### [What this task involves]
Report the number of lines in the data below where the string "coordinator" shows up, and only that number.
--------
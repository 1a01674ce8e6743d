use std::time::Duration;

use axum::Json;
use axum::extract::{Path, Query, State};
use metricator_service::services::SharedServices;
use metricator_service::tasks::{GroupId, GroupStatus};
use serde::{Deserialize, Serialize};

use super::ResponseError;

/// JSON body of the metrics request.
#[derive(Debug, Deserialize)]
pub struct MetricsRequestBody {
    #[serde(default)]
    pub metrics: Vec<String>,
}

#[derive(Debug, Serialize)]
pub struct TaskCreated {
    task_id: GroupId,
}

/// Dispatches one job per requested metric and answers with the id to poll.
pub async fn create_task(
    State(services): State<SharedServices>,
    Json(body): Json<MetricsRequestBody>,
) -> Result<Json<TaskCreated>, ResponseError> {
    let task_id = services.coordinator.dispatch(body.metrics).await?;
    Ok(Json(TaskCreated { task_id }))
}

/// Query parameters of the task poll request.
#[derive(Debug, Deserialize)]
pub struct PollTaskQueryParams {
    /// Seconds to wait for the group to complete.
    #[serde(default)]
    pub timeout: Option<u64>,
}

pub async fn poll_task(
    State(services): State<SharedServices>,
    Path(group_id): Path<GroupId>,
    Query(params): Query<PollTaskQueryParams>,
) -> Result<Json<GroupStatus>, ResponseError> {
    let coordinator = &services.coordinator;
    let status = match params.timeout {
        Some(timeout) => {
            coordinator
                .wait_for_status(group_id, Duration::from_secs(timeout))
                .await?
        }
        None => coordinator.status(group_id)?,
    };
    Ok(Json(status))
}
--------
### [Response for this exercise]
4